Palm IIIx
- Website: palm.com at the Wayback Machine (archived 2000-03-01)

= Palm IIIx =

Personal digital assistant from 1999

The Palm IIIx is a PDA from Palm Computing released in 1999 briefly before the scaled down Palm IIIe was introduced into the marketplace.

The Palm IIIx improved upon the Palm III by featuring a new enhanced and easier to read LCD and 4 MB RAM, as opposed to the 2 MB in the Palm III. The Palm IIIx also had a 16 MHz Motorola DragonBall EZ CPU that is faster, along with claims to be more efficient, than the 16 MHz Motorola DragonBall CPU found in all previous Palm models.

The Palm IIIx featured a new inverse electroluminescent backlight that illuminated the screen text instead of the screen background. This new feature was an area of controversy, as many people disliked the feature, while many found it to be an improvement. The Palm IIIx shipped with Palm OS 3.1, which included many fixes over the previous version of Palm OS, 3.0.

The Palm IIIx also featured an expansion slot inside of its casing. This slot could accommodate a 3rd party upgrade card, and expand the Palm IIIx's functionality or storage ability.
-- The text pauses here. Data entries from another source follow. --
//! # Error Types
//!
//! Error taxonomy for certificate rotation using `thiserror`.

/// Custom result type for rotation operations
pub type Result<T> = std::result::Result<T, RotationError>;

/// Main error type for certificate rotation
#[derive(thiserror::Error, Debug)]
pub enum RotationError {
    /// Token discovery or token exchange failed, or the store rejected our token
    #[error("Authentication error: {message}")]
    Authentication { message: String },

    /// Network-level failure talking to the credential store or token endpoint
    #[error("Transport error: {message}")]
    Transport {
        message: String,
        #[source]
        source: Option<reqwest::Error>,
    },

    /// The named credential does not exist
    #[error("Credential not found: {name}")]
    NotFound { name: String },

    /// Unexpected status code or malformed response body
    #[error("Protocol error: {message}{}", status_suffix(.status))]
    Protocol {
        message: String,
        status: Option<u16>,
    },

    /// A stored certificate could not be decoded
    #[error("Certificate decode error for '{name}': {message}")]
    CertificateDecode { name: String, message: String },

    /// Store contents violate a rotation invariant
    #[error("Consistency error: {message}")]
    Consistency { message: String },

    /// Configuration errors
    #[error("Configuration error: {message}")]
    Config { message: String },

    /// The caller cancelled the operation before any mutation was issued
    #[error("Operation cancelled: {operation}")]
    Cancelled { operation: String },

    /// Serialization/deserialization errors
    #[error("Serialization error: {0}")]
    Serialization(#[from] serde_json::Error),
}

impl RotationError {
    /// Create an authentication error
    pub fn authentication<S: Into<String>>(message: S) -> Self {
        Self::Authentication {
            message: message.into(),
        }
    }

    /// Create a transport error without an underlying source
    pub fn transport<S: Into<String>>(message: S) -> Self {
        Self::Transport {
            message: message.into(),
            source: None,
        }
    }

    /// Create a transport error wrapping a reqwest failure
    pub fn transport_with_source<S: Into<String>>(message: S, source: reqwest::Error) -> Self {
        Self::Transport {
            message: message.into(),
            source: Some(source),
        }
    }

    /// Create a not found error
    pub fn not_found<S: Into<String>>(name: S) -> Self {
        Self::NotFound { name: name.into() }
    }

    /// Create a protocol error
    pub fn protocol<S: Into<String>>(message: S) -> Self {
        Self::Protocol {
            message: message.into(),
            status: None,
        }
    }

    /// Create a protocol error carrying the offending HTTP status
    pub fn protocol_status<S: Into<String>>(message: S, status: u16) -> Self {
        Self::Protocol {
            message: message.into(),
            status: Some(status),
        }
    }

    /// Create a certificate decode error
    pub fn certificate_decode<N: Into<String>, S: Into<String>>(name: N, message: S) -> Self {
        Self::CertificateDecode {
            name: name.into(),
            message: message.into(),
        }
    }

    /// Create a consistency error
    pub fn consistency<S: Into<String>>(message: S) -> Self {
        Self::Consistency {
            message: message.into(),
        }
    }

    /// Create a configuration error
    pub fn config<S: Into<String>>(message: S) -> Self {
        Self::Config {
            message: message.into(),
        }
    }

    /// Create a cancellation error
    pub fn cancelled<S: Into<String>>(operation: S) -> Self {
        Self::Cancelled {
            operation: operation.into(),
        }
    }

    /// Check if this is a not found error
    pub fn is_not_found(&self) -> bool {
        matches!(self, RotationError::NotFound { .. })
    }

    /// Check if the transport layer may retry the request that produced this error
    pub fn is_retryable(&self) -> bool {
        match self {
            RotationError::Transport { .. } => true,
            RotationError::Protocol {
                status: Some(status),
                ..
            } => matches!(*status, 502..=504),
            _ => false,
        }
    }
}

fn status_suffix(status: &Option<u16>) -> String {
    status
        .map(|s| format!(" (status: {})", s))
        .unwrap_or_default()
}

impl From<validator::ValidationErrors> for RotationError {
    fn from(errors: validator::ValidationErrors) -> Self {
        let message = errors
            .field_errors()
            .iter()
            .map(|(field, field_errors)| {
                let error_messages: Vec<String> = field_errors
                    .iter()
                    .map(|e| {
                        e.message
                            .as_ref()
                            .map_or("Invalid value".to_string(), |m| m.to_string())
                    })
                    .collect();
                format!("{}: {}", field, error_messages.join(", "))
            })
            .collect::<Vec<_>>()
            .join("; ");

        Self::config(format!("Validation failed: {}", message))
    }
}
This model suffered from a design defect in its CPU, wherein the date would often fail to change at midnight, especially when the batteries were fresh.

OS Upgrade - The last Palm OS that can be downloaded off the www.palm.com website is 3.3, however the last OS for the IIIx is 4.1, which had to be bought at the time it came out on CD (now the CDs are discontinued and a bit hard to find).